Similarly, Cameron LNG will have an export capacity of 12 million tons of LNG per year. Sabine Pass will consist of four LNG processing units, or trains, the first of which is expected to commence operations in the second quarter of 2015, while the fourth is slated for start-up in early 2017, while Cameron will have three trains and is expected to commence full commercial operation in 2019.
In addition to LNG exports, utilities and Gulf Coast petrochemical plants in the Southeast will provide additional demand for Haynesville gas production. According to some estimates, regional demand is forecast to grow at an annual rate of 1 trillion cubic feet over the next decade.
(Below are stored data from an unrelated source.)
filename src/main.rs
use springsim::logging::setup_logging;
use springsim::{bench_integrators, dominant_frequency, export_run};
use springsim::{Algorithm, Scenario, ScenarioConfig};

use anyhow::{bail, Context, Result};
use clap::Parser;
use tracing::info;

use std::fs::File;
use std::io::BufReader;
use std::path::PathBuf;

#[derive(Parser, Debug)]
#[command(about = "Integrate a chain of coupled springs and export the trajectories")]
struct Args {
    /// Scenario file; relative names not found in the working directory
    /// are looked up in the crate's `scenarios/` folder
    #[arg(short, default_value = "four_springs.yaml")]
    file_name: String,

    /// Output directory, overrides `output.directory`
    #[arg(short, long)]
    output: Option<PathBuf>,

    /// Run a single integrator instead of the configured list
    #[arg(short, long)]
    algorithm: Option<Algorithm>,

    /// More log output (-v info, -vv debug, -vvv trace)
    #[arg(short, long, action = clap::ArgAction::Count)]
    verbose: u8,

    /// No log output
    #[arg(short, long)]
    quiet: bool,

    /// Time every integrator on growing chains instead of running a scenario
    #[arg(long)]
    bench: bool,
}

fn resolve_scenario_path(file_name: &str) -> PathBuf {
    let direct = PathBuf::from(file_name);
    if direct.is_absolute() || direct.exists() {
        return direct;
    }
    PathBuf::from(env!("CARGO_MANIFEST_DIR")).join("scenarios").join(file_name)
}

// load here to keep main clean
fn load_scenario_from_yaml(file_name: &str) -> Result<ScenarioConfig> {
    let config_path = resolve_scenario_path(file_name);
    let file = File::open(&config_path)
        .with_context(|| format!("failed to open scenario {}", config_path.display()))?;
    let reader = BufReader::new(file);
    let scenario_cfg: ScenarioConfig = serde_yaml::from_reader(reader)
        .with_context(|| format!("failed to parse scenario {}", config_path.display()))?;

    Ok(scenario_cfg)
}

fn main() -> Result<()> {
    let args = Args::parse();
    setup_logging(args.verbose, args.quiet)?;

    if args.bench {
        bench_integrators();
        return Ok(());
    }

    let scenario_cfg = load_scenario_from_yaml(&args.file_name)?;
    let mut scenario = Scenario::build_scenario(&scenario_cfg).context("invalid scenario")?;
    if let Some(a) = args.algorithm {
        scenario = scenario.with_only(a);
    }

    let out_dir = args
        .output
        .unwrap_or_else(|| PathBuf::from(&scenario_cfg.output.directory));

    let runs = scenario.run();
    let mut failed = Vec::new();
    for (algorithm, outcome) in &runs {
        let tr = match outcome {
            Ok(tr) => tr,
            Err(e) => {
                failed.push(format!("{algorithm}: {e}"));
                continue;
            }
        };
        let peak = dominant_frequency(&tr.chain.bodies[0].position_history, tr.t_sample);
        info!(
            algorithm = %tr.algorithm,
            energy_drift = tr.max_relative_energy_drift(),
            body0_peak_hz = ?peak,
            "summary"
        );

        let files = export_run(&out_dir, tr, scenario_cfg.output.spectrum)
            .with_context(|| format!("failed to write results for {}", tr.algorithm))?;
        for f in files {
            println!("{}", f.display());
        }
    }

    if !failed.is_empty() {
        bail!("{} of {} runs failed; {}", failed.len(), runs.len(), failed.join("; "));
    }
    Ok(())
}
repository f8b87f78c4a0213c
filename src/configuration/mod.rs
pub mod config;
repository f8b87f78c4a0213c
pub mod simulation;
pub mod configuration;
pub mod analysis;
pub mod export;
pub mod benchmark;
pub mod logging;

pub use simulation::states::{BodySpec, Oscillator, Chain, NVecX};
pub use simulation::params::Parameters;
pub use simulation::error::SimError;
pub use simulation::forces::SpringForces;
pub use simulation::energy::{total_energy, kinetic_energy, potential_energy};
pub use simulation::integrator::{Integrator, EulerCromer, Verlet, Beeman, RungeKutta4, make_integrator};
pub use simulation::engine::{simulate, Trajectory};
pub use simulation::scenario::{RunOutcome, Scenario};

pub use configuration::config::{Algorithm, EngineConfig, ParametersConfig, BodyConfig, OutputConfig, ScenarioConfig};

pub use analysis::spectrum::{rfft_magnitude, rfft_freq, dominant_frequency};
pub use export::csv::{write_trajectory, write_spectrum, export_run};

pub use benchmark::benchmark::bench_integrators;
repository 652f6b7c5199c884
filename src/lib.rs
//! # narrative
//!
//! Text analytics for a single document.
//!
//! ## Features
//!
//! - Configurable cleanup pipeline: whitespace and special-character removal,
//!   stop words, Porter stemming, dictionary lemmatization
//! - Raw text statistics
//! - Lexicon-based sentiment with polarity, subjectivity and a label
//! - Topic extraction with LDA or NMF
//! - Keyword frequency ranking
//! - Extractive LexRank summaries
//! - Plain text and CSV extraction
//!
//! ## Example
//!
//! ```
//! use narrative::config::AnalysisConfig;
//! use narrative::report::DocumentAnalyzer;
//!
//! let analyzer = DocumentAnalyzer::new(AnalysisConfig::default()).unwrap();
//! let report = analyzer.analyze("Rust is a great language. The compiler is helpful.").unwrap();
//! assert_eq!(report.stats.sentence_count, 2);
//! ```

pub mod analysis;
pub mod analytics;
pub mod cli;
pub mod config;
pub mod error;
pub mod extract;
pub mod report;

pub mod prelude {
    pub use crate::analysis::pipeline::{PipelineConfig, TextPipeline};
    pub use crate::analysis::resources::LinguisticResources;
    pub use crate::analytics::{
        KeywordFrequency, KeywordRanker, LexRankSummarizer, SentimentAnalyzer, SentimentLabel,
        SentimentResult, TextStats, Topic, TopicExtractor, TopicModelType, summary_text,
        text_stats,
    };
    pub use crate::config::AnalysisConfig;
    pub use crate::error::{NarrativeError, Result};
    pub use crate::report::{AnalysisReport, DocumentAnalyzer};
}

// Version information
pub const VERSION: &str = env!("CARGO_PKG_VERSION");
Companies that stand to benefit
If ICF's predictions pan out, major Haynesville producers such as Chesapeake Energy (NYSE: CHK), EXCO Resources (NYSE:XCO), and Freeport-McMoRan (NYSE:FCX) could be major beneficiaries. Chesapeake already plans to boost its Haynesville rig count from an average of four in 2013 to seven to nine rigs this year, as higher gas prices and major cost reductions have made the company's operations more profitable.
After slashing its well costs in the play from $10.3 million per well just a couple of years ago to an estimated $7.9 million per well currently, Chesapeake now earns an estimated 69% rate of return at a wellhead gas price of $4.50 per MMBtu. With an estimated 10 trillion cubic feet of recoverable gas reserves, the company's potential in the play in unparalleled.
EXCO, which commands 70,000 net acres in the play, is another potential winner. Like Chesapeake, the company has drastically reduced its Haynesville well costs from $9.5 million in 2011 to $7.2 million as of year-end 2013. At current gas prices, it earns a solid internal rate of return of more than 20%. With an estimated 600 remaining drilling locations in the play -- a figure that could double as gas prices rise -- EXCO has ample room for growth.
Lastly, Freeport-McMoRan believes it is sitting on 5 trillion cubic feet equivalent of recoverable natural gas reserves in the Haynesville. While the company isn't currently producing any gas from the play, unlike Chesapeake and EXCO, it estimates it has 11,000 future drilling locations that can be drilled if gas prices improve.